Computer use. The agent controls a real desktop - mouse, keyboard, browser. It can start your app, navigate the UI, and verify its own work visually.
MCP support. Cloud Agents speak MCP, so they can interact with external tools, databases, and APIs through standard protocols.
Multi-repo environments. Frontend, backend, infra - the agent clones everything into one workspace and makes coordinated changes across repos.
Automatic CI fix. Agent opens a PR, CI fails, agent automatically tries to fix it. Up to 10 retries.
Artifacts and demos. Screenshots, videos, and logs attached to the PR so you can validate without checking out the branch.

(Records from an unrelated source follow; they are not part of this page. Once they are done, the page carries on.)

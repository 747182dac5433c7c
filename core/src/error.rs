use std::fmt;

/// All error types produced by this crate (spec §7).
///
/// One enum for every failure the wire protocol distinguishes, rather than
/// a single opaque error type: callers (and the client's `dispatch_log_or_error`)
/// need to tell a malformed request apart from a handler exception apart from
/// a broken transport.
#[derive(Debug)]
pub enum RpcError {
    /// Request malformed, missing metadata, batch-count mismatch, truncated
    /// or tampered state token, unknown method.
    Protocol(String),

    /// `request_version` absent or not equal to `"1"`.
    Version(String),

    /// A handler's result is missing a required field, or has the wrong
    /// shape for the declared schema.
    Contract(String),

    /// An exception raised by user-supplied handler/init/header_init/
    /// produce/exchange code. Carries the triple that travels in
    /// `log_extra` on the wire: `exception_type`, `exception_message`,
    /// `traceback`.
    Handler {
        kind: String,
        message: String,
        traceback: Option<String>,
    },

    /// Broken pipe or other I/O fault; unrecoverable for the current session.
    Transport(std::io::Error),
}

impl RpcError {
    pub fn protocol(msg: impl Into<String>) -> Self {
        RpcError::Protocol(msg.into())
    }

    pub fn version(msg: impl Into<String>) -> Self {
        RpcError::Version(msg.into())
    }

    pub fn contract(msg: impl Into<String>) -> Self {
        RpcError::Contract(msg.into())
    }

    pub fn handler(kind: impl Into<String>, message: impl Into<String>) -> Self {
        RpcError::Handler {
            kind: kind.into(),
            message: message.into(),
            traceback: None,
        }
    }

    pub fn handler_with_traceback(
        kind: impl Into<String>,
        message: impl Into<String>,
        traceback: impl Into<String>,
    ) -> Self {
        RpcError::Handler {
            kind: kind.into(),
            message: message.into(),
            traceback: Some(traceback.into()),
        }
    }

    /// The `"<ErrorKind>: <message>"` string spec §4.1 wants in `log_message`.
    pub fn wire_message(&self) -> String {
        match self {
            RpcError::Protocol(m) => format!("ProtocolError: {m}"),
            RpcError::Version(m) => format!("VersionError: {m}"),
            RpcError::Contract(m) => format!("ContractError: {m}"),
            RpcError::Handler { kind, message, .. } => format!("{kind}: {message}"),
            RpcError::Transport(e) => format!("TransportError: {e}"),
        }
    }

    /// The `{exception_type, exception_message, traceback}` object spec
    /// §4.1 wants in `log_extra`.
    pub fn wire_extra(&self) -> serde_json::Value {
        let (exception_type, exception_message, traceback) = match self {
            RpcError::Protocol(m) => ("ProtocolError".to_string(), m.clone(), None),
            RpcError::Version(m) => ("VersionError".to_string(), m.clone(), None),
            RpcError::Contract(m) => ("ContractError".to_string(), m.clone(), None),
            RpcError::Handler {
                kind,
                message,
                traceback,
            } => (kind.clone(), message.clone(), traceback.clone()),
            RpcError::Transport(e) => ("TransportError".to_string(), e.to_string(), None),
        };
        serde_json::json!({
            "exception_type": exception_type,
            "exception_message": exception_message,
            "traceback": traceback,
        })
    }

    /// Whether this error should never be retried / should abort the
    /// current pipe server loop (spec §7: "a TransportError terminates the
    /// loop").
    pub fn is_transport(&self) -> bool {
        matches!(self, RpcError::Transport(_))
    }

    /// The HTTP status this error class maps to (spec §4.6, §7).
    pub fn http_status(&self) -> http::StatusCode {
        match self {
            RpcError::Protocol(_) | RpcError::Version(_) | RpcError::Contract(_) => {
                http::StatusCode::BAD_REQUEST
            }
            RpcError::Handler { .. } => http::StatusCode::INTERNAL_SERVER_ERROR,
            RpcError::Transport(_) => http::StatusCode::INTERNAL_SERVER_ERROR,
        }
    }
}

impl fmt::Display for RpcError {
    fn fmt(&self, f: &mut fmt::Formatter<'_>) -> fmt::Result {
        write!(f, "{}", self.wire_message())
    }
}

impl std::error::Error for RpcError {
    fn source(&self) -> Option<&(dyn std::error::Error + 'static)> {
        match self {
            RpcError::Transport(e) => Some(e),
            _ => None,
        }
    }
}

impl From<std::io::Error> for RpcError {
    fn from(err: std::io::Error) -> Self {
        RpcError::Transport(err)
    }
}

impl From<arrow_schema::ArrowError> for RpcError {
    fn from(err: arrow_schema::ArrowError) -> Self {
        RpcError::Protocol(format!("arrow IPC error: {err}"))
    }
}

/// Convenience alias used throughout the crate.
pub type Result<T> = std::result::Result<T, RpcError>;

#[cfg(test)]
mod tests {
    use super::*;

    #[test]
    fn wire_message_formats_kind_and_message() {
        let err = RpcError::protocol("missing method metadata");
        assert_eq!(err.wire_message(), "ProtocolError: missing method metadata");
    }

    #[test]
    fn handler_error_uses_its_own_kind() {
        let err = RpcError::handler("ValueError", "bad factor");
        assert_eq!(err.wire_message(), "ValueError: bad factor");
    }

    #[test]
    fn http_status_mapping() {
        assert_eq!(
            RpcError::protocol("x").http_status(),
            http::StatusCode::BAD_REQUEST
        );
        assert_eq!(
            RpcError::handler("X", "y").http_status(),
            http::StatusCode::INTERNAL_SERVER_ERROR
        );
    }

    #[test]
    fn wire_extra_carries_traceback_when_present() {
        let err = RpcError::handler_with_traceback("RuntimeError", "boom", "at line 1");
        let extra = err.wire_extra();
        assert_eq!(extra["exception_type"], "RuntimeError");
        assert_eq!(extra["traceback"], "at line 1");
    }
}
/// As [`PipeProducerHandle`], for an [`ExchangeSession`].
pub struct PipeExchangeHandle<S> {
    session: Option<ExchangeSession<ReadHalf<S>, WriteHalf<S>>>,
    slot: Arc<Mutex<Option<(ReadHalf<S>, WriteHalf<S>)>>>,
    _busy: tokio::sync::OwnedMutexGuard<()>,
}

impl<S: AsyncRead + AsyncWrite + Unpin + Send> PipeExchangeHandle<S> {
    pub async fn send(&mut self, input: Row) -> Result<Option<Row>> {
        self.session
            .as_mut()
            .expect("session taken only by close()")
            .send(input)
            .await
    }

    pub async fn close(mut self) -> Result<()> {
        let session = self.session.take().expect("session taken only once");
        let (r, w) = session.into_parts().await?;
        *self.slot.lock().await = Some((r, w));
        Ok(())
    }
}

#[cfg(test)]
mod pipe_client_tests {
    use super::*;
    use crate::ipc::{DataKind, Field};
    use std::collections::BTreeMap as Map;

    fn schema() -> Schema {
        Schema::new(vec![Field::new("n", DataKind::Int64, false)])
    }

    #[tokio::test]
    async fn single_flight_serializes_two_concurrent_calls() {
        let (client_io, server_io) = tokio::io::duplex(8192);
        let s = schema();
        let s2 = s.clone();

        let server = tokio::spawn(async move {
            let (mut reader, mut writer) = tokio::io::split(server_io);
            for _ in 0..2 {
                let mut req_reader = crate::ipc::FrameReader::open(&mut reader).await.unwrap();
                let batch = req_reader.next_batch().await.unwrap().unwrap();
                req_reader.drain().await.unwrap();
                let mut row = Map::new();
                row.insert("n".to_string(), Value::Int64(
                    match batch.rows().unwrap()[0][0] {
                        Value::Int64(n) => n + 1,
                        _ => unreachable!(),
                    },
                ));
                let values = row_to_values(&s2, &row).unwrap();
                let result_batch = crate::codec::build_result_batch(&s2, &[values], "srv", None).unwrap();
                let mut fw = crate::ipc::FrameWriter::open(&mut writer, &s2).await.unwrap();
                fw.write_batch(&result_batch).await.unwrap();
                fw.finish().await.unwrap();
            }
        });

        let client = Arc::new(PipeClient::new(client_io));
        let c1 = client.clone();
        let c2 = client.clone();
        let s_a = s.clone();
        let s_b = s.clone();

        let t1 = tokio::spawn(async move {
            let mut row = Map::new();
            row.insert("n".to_string(), Value::Int64(1));
            c1.call("bump", &s_a, &s_a, row, None).await.unwrap()
        });
        let t2 = tokio::spawn(async move {
            let mut row = Map::new();
            row.insert("n".to_string(), Value::Int64(10));
            c2.call("bump", &s_b, &s_b, row, None).await.unwrap()
        });

        let (r1, r2) = tokio::join!(t1, t2);
        let r1 = r1.unwrap();
        let r2 = r2.unwrap();
        let mut got: Vec<i64> = vec![r1, r2]
            .into_iter()
            .map(|row| match row["n"] {
                Value::Int64(n) => n,
                _ => unreachable!(),
            })
            .collect();
        got.sort();
        assert_eq!(got, vec![2, 11]);
        server.await.unwrap();
    }
}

For a developer working on feature branches and bug fixes, this is extraordinary. The problem starts when you zoom out from the individual developer to the enterprise.
The 5 Limitations Enterprises Can't Ignore
1. The Story Ends at the Pull Request
Cursor Cloud Agents write code and open PRs. That's the end of their responsibility.

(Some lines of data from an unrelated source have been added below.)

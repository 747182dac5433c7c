//! State-token codec (spec §3, §4.2).
//!
//! The HTTP transport is stateless between calls, so an in-progress
//! producer/exchange session's state — the handler's opaque continuation
//! value, plus the schemas it was pinned to on the first call — has to
//! travel back to the client and be handed back on the next call. We don't
//! trust the client to keep it honest, so the packed form is HMAC-signed and
//! carries a creation timestamp the server checks against a TTL.
//!
//! Wire layout, all integers little-endian, before base64:
//! ```text
//! u8      version (always TOKEN_VERSION)
//! u64     created_at (unix seconds)
//! u32     state_len       || state bytes
//! u32     output_schema_len || output schema IPC bytes (0 len if absent)
//! u32     input_schema_len  || input schema IPC bytes (0 len if absent)
//! [u8; 32] HMAC-SHA256 over everything preceding it
//! ```

use std::time::{Duration, SystemTime, UNIX_EPOCH};

use base64::Engine;
use hmac::{Hmac, Mac};
use sha2::Sha256;

use crate::constants::{TOKEN_HMAC_LEN, TOKEN_MIN_LEN, TOKEN_VERSION};
use crate::error::{Result, RpcError};
use crate::ipc::Schema;

type HmacSha256 = Hmac<Sha256>;

/// Serializes the opaque handler continuation state. The default
/// implementation is plain JSON; callers that need the wire's big-integer
/// tagging convention apply [`crate::codec::value_to_json`] themselves
/// before handing the value to [`StateToken::pack`].
pub trait StateSerializer: Send + Sync {
    fn serialize(&self, value: &serde_json::Value) -> Result<Vec<u8>>;
    fn deserialize(&self, bytes: &[u8]) -> Result<serde_json::Value>;
}

#[derive(Default)]
pub struct JsonStateSerializer;

impl StateSerializer for JsonStateSerializer {
    fn serialize(&self, value: &serde_json::Value) -> Result<Vec<u8>> {
        serde_json::to_vec(value)
            .map_err(|e| RpcError::protocol(format!("state serialization failed: {e}")))
    }

    fn deserialize(&self, bytes: &[u8]) -> Result<serde_json::Value> {
        serde_json::from_slice(bytes)
            .map_err(|e| RpcError::protocol(format!("state deserialization failed: {e}")))
    }
}

/// The decoded, verified contents of a state token.
#[derive(Debug, Clone)]
pub struct UnpackedToken {
    pub created_at: u64,
    pub state: serde_json::Value,
    pub output_schema: Option<Schema>,
    pub input_schema: Option<Schema>,
}

/// Signs and verifies state tokens for one server process. Each server
/// instance mints its own random HMAC key at startup (spec §4.2: tokens
/// from one process are never expected to verify against another).
pub struct TokenCodec {
    key: Vec<u8>,
    ttl: Duration,
    serializer: Box<dyn StateSerializer>,
}

impl TokenCodec {
    /// Generate a fresh random signing key and the default TTL.
    pub fn new() -> Self {
        use rand::RngCore;
        let mut key = vec![0u8; 32];
        rand::rngs::OsRng.fill_bytes(&mut key);
        TokenCodec {
            key,
            ttl: Duration::from_secs(crate::constants::DEFAULT_TOKEN_TTL_SECS),
            serializer: Box::new(JsonStateSerializer),
        }
    }

    pub fn with_ttl(mut self, ttl: Duration) -> Self {
        self.ttl = ttl;
        self
    }

    pub fn with_serializer(mut self, serializer: Box<dyn StateSerializer>) -> Self {
        self.serializer = serializer;
        self
    }

    /// Pack `state` (plus the schemas the session is pinned to, if any) into
    /// a base64 token.
    pub fn pack(
        &self,
        state: &serde_json::Value,
        output_schema: Option<&Schema>,
        input_schema: Option<&Schema>,
    ) -> Result<String> {
        let created_at = SystemTime::now()
            .duration_since(UNIX_EPOCH)
            .map_err(|e| RpcError::protocol(format!("system clock before epoch: {e}")))?
            .as_secs();

        let state_bytes = self.serializer.serialize(state)?;
        let output_bytes = match output_schema {
            Some(s) => s.to_ipc_bytes()?,
            None => Vec::new(),
        };
        let input_bytes = match input_schema {
            Some(s) => s.to_ipc_bytes()?,
            None => Vec::new(),
        };

        let mut buf = Vec::with_capacity(
            1 + 8 + 4 + state_bytes.len() + 4 + output_bytes.len() + 4 + input_bytes.len(),
        );
        buf.push(TOKEN_VERSION);
        buf.extend_from_slice(&created_at.to_le_bytes());
        push_framed(&mut buf, &state_bytes);
        push_framed(&mut buf, &output_bytes);
        push_framed(&mut buf, &input_bytes);

        let mut mac = HmacSha256::new_from_slice(&self.key)
            .map_err(|e| RpcError::protocol(format!("invalid HMAC key: {e}")))?;
        mac.update(&buf);
        buf.extend_from_slice(&mac.finalize().into_bytes());
        tracing::trace!(bytes = buf.len(), created_at, "packed state token");

        Ok(base64::engine::general_purpose::URL_SAFE_NO_PAD.encode(buf))
    }

    /// Verify and unpack a token. Checks the HMAC before trusting any other
    /// field, then the TTL (spec §4.2, §7: a forged or expired token is a
    /// `ProtocolError`, never silently accepted).
    pub fn unpack(&self, token_b64: &str) -> Result<UnpackedToken> {
        let buf = base64::engine::general_purpose::URL_SAFE_NO_PAD
            .decode(token_b64)
            .map_err(|e| RpcError::protocol(format!("malformed state token base64: {e}")))?;

        if buf.len() < TOKEN_MIN_LEN {
            return Err(RpcError::protocol("state token too short"));
        }
        let (body, tag) = buf.split_at(buf.len() - TOKEN_HMAC_LEN);

        let mut mac = HmacSha256::new_from_slice(&self.key)
            .map_err(|e| RpcError::protocol(format!("invalid HMAC key: {e}")))?;
        mac.update(body);
        match mac.verify_slice(tag) {
            Ok(()) => tracing::trace!("state token HMAC verified"),
            Err(_) => {
                tracing::debug!("state token HMAC verification failed");
                return Err(RpcError::protocol("HMAC verification failed"));
            }
        }

        let mut cursor = 0usize;
        let version = read_u8(body, &mut cursor)?;
        if version != TOKEN_VERSION {
            return Err(RpcError::protocol(format!(
                "unsupported state token version {version}"
            )));
        }
        let created_at = u64::from_le_bytes(read_slice(body, &mut cursor, 8)?.try_into().unwrap());

        if self.ttl > Duration::ZERO {
            let now = SystemTime::now()
                .duration_since(UNIX_EPOCH)
                .map_err(|e| RpcError::protocol(format!("system clock before epoch: {e}")))?
                .as_secs();
            let age = now.saturating_sub(created_at);
            if age > self.ttl.as_secs() {
                tracing::debug!(age, ttl = self.ttl.as_secs(), "state token expired");
                return Err(RpcError::protocol("state token expired"));
            }
        }

        let state_bytes = read_framed(body, &mut cursor)?;
        let output_bytes = read_framed(body, &mut cursor)?;
        let input_bytes = read_framed(body, &mut cursor)?;

        let state = self.serializer.deserialize(state_bytes)?;
        let output_schema = if output_bytes.is_empty() {
            None
        } else {
            Some(Schema::from_ipc_bytes(output_bytes)?)
        };
        let input_schema = if input_bytes.is_empty() {
            None
        } else {
            Some(Schema::from_ipc_bytes(input_bytes)?)
        };

        Ok(UnpackedToken {
            created_at,
            state,
            output_schema,
            input_schema,
        })
    }
}

impl Default for TokenCodec {
    fn default() -> Self {
        TokenCodec::new()
    }
}

fn push_framed(buf: &mut Vec<u8>, bytes: &[u8]) {
    buf.extend_from_slice(&(bytes.len() as u32).to_le_bytes());
    buf.extend_from_slice(bytes);
}

fn read_u8(bytes: &[u8], cursor: &mut usize) -> Result<u8> {
    let b = *bytes
        .get(*cursor)
        .ok_or_else(|| RpcError::protocol("truncated state token"))?;
    *cursor += 1;
    Ok(b)
}

fn read_slice<'a>(bytes: &'a [u8], cursor: &mut usize, len: usize) -> Result<&'a [u8]> {
    let end = cursor
        .checked_add(len)
        .ok_or_else(|| RpcError::protocol("truncated state token"))?;
    let slice = bytes
        .get(*cursor..end)
        .ok_or_else(|| RpcError::protocol("truncated state token"))?;
    *cursor = end;
    Ok(slice)
}

fn read_framed<'a>(bytes: &'a [u8], cursor: &mut usize) -> Result<&'a [u8]> {
    let len = u32::from_le_bytes(read_slice(bytes, cursor, 4)?.try_into().unwrap()) as usize;
    read_slice(bytes, cursor, len)
}

#[cfg(test)]
mod tests {
    use super::*;
    use crate::ipc::{DataKind, Field};

    #[test]
    fn round_trips_state_without_schemas() {
        let codec = TokenCodec::new();
        let state = serde_json::json!({"offset": 42});
        let token = codec.pack(&state, None, None).unwrap();
        let unpacked = codec.unpack(&token).unwrap();
        assert_eq!(unpacked.state, state);
        assert!(unpacked.output_schema.is_none());
        assert!(unpacked.input_schema.is_none());
    }

    #[test]
    fn round_trips_state_with_schemas() {
        let codec = TokenCodec::new();
        let schema = Schema::new(vec![Field::new("n", DataKind::Int64, false)]);
        let token = codec
            .pack(&serde_json::json!({}), Some(&schema), Some(&schema))
            .unwrap();
        let unpacked = codec.unpack(&token).unwrap();
        assert_eq!(unpacked.output_schema, Some(schema.clone()));
        assert_eq!(unpacked.input_schema, Some(schema));
    }

    #[test]
    fn rejects_tampered_tokens() {
        let codec = TokenCodec::new();
        let token = codec.pack(&serde_json::json!({"a": 1}), None, None).unwrap();
        let mut bytes = base64::engine::general_purpose::URL_SAFE_NO_PAD
            .decode(&token)
            .unwrap();
        let last = bytes.len() - 1;
        bytes[last] ^= 0xFF;
        let tampered = base64::engine::general_purpose::URL_SAFE_NO_PAD.encode(bytes);
        assert!(codec.unpack(&tampered).is_err());
    }

    #[test]
    fn rejects_tokens_signed_by_a_different_key() {
        let a = TokenCodec::new();
        let b = TokenCodec::new();
        let token = a.pack(&serde_json::json!({}), None, None).unwrap();
        assert!(b.unpack(&token).is_err());
    }

    #[test]
    fn zero_ttl_disables_the_expiry_check() {
        let codec = TokenCodec::new().with_ttl(Duration::from_secs(0));
        let token = codec.pack(&serde_json::json!({}), None, None).unwrap();
        assert!(codec.unpack(&token).is_ok());
    }

    #[test]
    fn a_freshly_minted_token_is_within_ttl() {
        let codec = TokenCodec::new().with_ttl(Duration::from_secs(1));
        let token = codec.pack(&serde_json::json!({}), None, None).unwrap();
        assert!(codec.unpack(&token).is_ok());
    }
}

What happens after the PR merges? Who deploys it? Where does it go? Is there a staging environment? A preview environment per PR? A rollback mechanism? A blue/green deploy?
None of that exists. Cursor is a coding tool, not a deployment platform. The agent creates the PR, and then you need an entirely separate pipeline to get that code to production. For most enterprises, that means wiring up ArgoCD, FluxCD, or Terraform on your own.
This is the fundamental gap. An AI agent that writes great code but can't ship it is like a chef who cooks perfect food but has no plates.
You cannot run Cloud Agents on your own infrastructure. There is no BYOC (Bring Your Own Cloud) option. Your code, your dependencies, and your environment variables all live on Cursor's AWS account.
For SOC 2, HIPAA, or GDPR-regulated companies, this creates a compliance surface you don't control. Your code is on someone else's servers, processed by models you don't own, with network access you can only partially restrict.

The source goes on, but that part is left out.